Have you wondered how data about an object or area can be collected from a distance without any direct contact? Well, you are not alone, if you did.
I am Chigozie Nkwocha, with backgrounds in biochemistry and bioengineering. I snatched my first (hopefully of many) first place wins in the GEOAI Challenge for Cropland Mapping in Dry Environments Challenge.
Follow along in my GitHub repo.
In the field of geography, environmental science and urban planning, remote sensing has been applied to monitor physical events on the Earth’s surface, atmosphere and water bodies using satellite or sensors (aerial or ground-level). These technologies have helped us to track changes in land land use over time, assess damage from natural disasters, and analyse climatic/weather patterns. In agriculture, remote sensing is applied to monitor crop health, soil moisture, and land cover for optimising farming practices. This challenge was a classical example of remote sensing’s application in agriculture.
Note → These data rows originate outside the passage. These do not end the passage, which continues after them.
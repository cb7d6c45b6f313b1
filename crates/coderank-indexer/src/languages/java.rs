//! Java extractor

use super::patterns::{self, Body, CallRules, DefKind, DefPattern, PatternSpec, Source, Syntax};
use crate::extractor::{ExtractionResult, LanguageExtractor};
use anyhow::Result;
use coderank_core::ImportRef;
use once_cell::sync::Lazy;
use regex::Regex;

static TYPE: Lazy<Regex> = Lazy::new(|| {
    Regex::new(r"\b(?:class|interface|enum|record)\s+(?P<name>[A-Za-z_$][\w$]*)")
        .expect("Invalid Java type regex")
});

static METHOD: Lazy<Regex> = Lazy::new(|| {
    Regex::new(
        r"(?m)^[ \t]*(?:(?:public|private|protected|static|final|abstract|synchronized|native|default|strictfp)\s+)*(?:<[^>]+>\s+)?(?:[\w.$]+(?:<[^;{}()]*?>)?(?:\[\])*\s+)?(?P<name>[A-Za-z_$][\w$]*)\s*\([^)]*\)\s*(?:throws\s+[\w.$,\s]+)?\{",
    )
    .expect("Invalid Java method regex")
});

static IMPORT: Lazy<Regex> = Lazy::new(|| {
    Regex::new(r"(?m)^[ \t]*import\s+(?:static\s+)?(?P<target>[\w.$]+(?:\.\*)?)\s*;")
        .expect("Invalid Java import regex")
});

static DEFINITIONS: [DefPattern; 2] = [
    DefPattern { regex: &TYPE, kind: DefKind::Container, body: Body::Braced },
    DefPattern { regex: &METHOD, kind: DefKind::Callable, body: Body::Braced },
];

static JAVA: PatternSpec = PatternSpec {
    syntax: Syntax {
        single_quote_strings: false,
        backtick_strings: false,
        triple_quote_strings: true,
        raw_strings: false,
        multiline_strings: false,
        brace_on_same_line: false,
    },
    definitions: &DEFINITIONS,
    keywords: &[
        "if", "for", "while", "switch", "catch", "return", "new", "throw", "synchronized", "super",
        "this", "assert", "else", "try", "do", "case", "default",
    ],
    calls: CallRules {
        self_receivers: &["this"],
        path_receivers: &[],
        exported_members: false,
    },
    imports,
};

fn imports(source: &Source<'_>) -> Vec<ImportRef> {
    source.scan_imports(&IMPORT, |caps, line| {
        caps.name("target")
            .map(|t| ImportRef::statement(t.as_str(), line))
    })
}

pub struct JavaExtractor;

impl LanguageExtractor for JavaExtractor {
    fn extract(&self, path: &str, text: &str) -> Result<ExtractionResult> {
        patterns::extract(&JAVA, path, text)
    }
}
As we all know, machine learning techniques have opened up a new chapter in how computational techniques can be used to predict an outcome. In this challenge, we were tasked to develop an accurate and cost-effective machine learning to distinguish croplands and non-croplands. However, the focus area was in dry regions: Fergana in Uzbekistan and Orenburg in Russia. These arid and semi-arid regions are characterised by complex agricultural landscapes. For example, they have medium to low vegetation due to minimal precipitation and high evaporation rates causing ground water scarcity, and hence, affecting agriculture in those areas.
You may be asking: What datasets did I use? What features did I generate and what model(s) did I use? We will get into that in a second.
Satellite and sensors pick up physical phenomena and like I mentioned, dry regions have very complex climatic/weather patterns. Based on this, I used three different dataset types. One is the satellite data (Sentinels 1 and 2), climatic data (temperature, precipitation, land surface temperature and evapotranspiration) and the physical structure data (elevation and slope).
The next step was to preprocess the data and generate relevant features. For this, varying features were generated from the datasets. These features included polarisation ratio, vegetative, water moisture, and bare-soil indices, from the sentinel datasets and water stress index (WSI) from the evapotranspiration data. These features capture vegetation and water availability of these regions.
The next step was to aggregate them into a summary for each reference site in these regions. You may ask why. However, these summaries were aimed to capture the following:
The next lines are a summary (and code snippets) of these engineered features and broad reasons why they were generated.
Annual Aggregates
These include, min, max, mean, and standard deviation. They capture long-term trends and variability in vegetation indices, polarization channels and climate variables. Croplands tend to show higher seasonal variability and distinct patterns compared to non-croplands due to planting activities.
# calculate sentinel data (monthly and yearly summary stat)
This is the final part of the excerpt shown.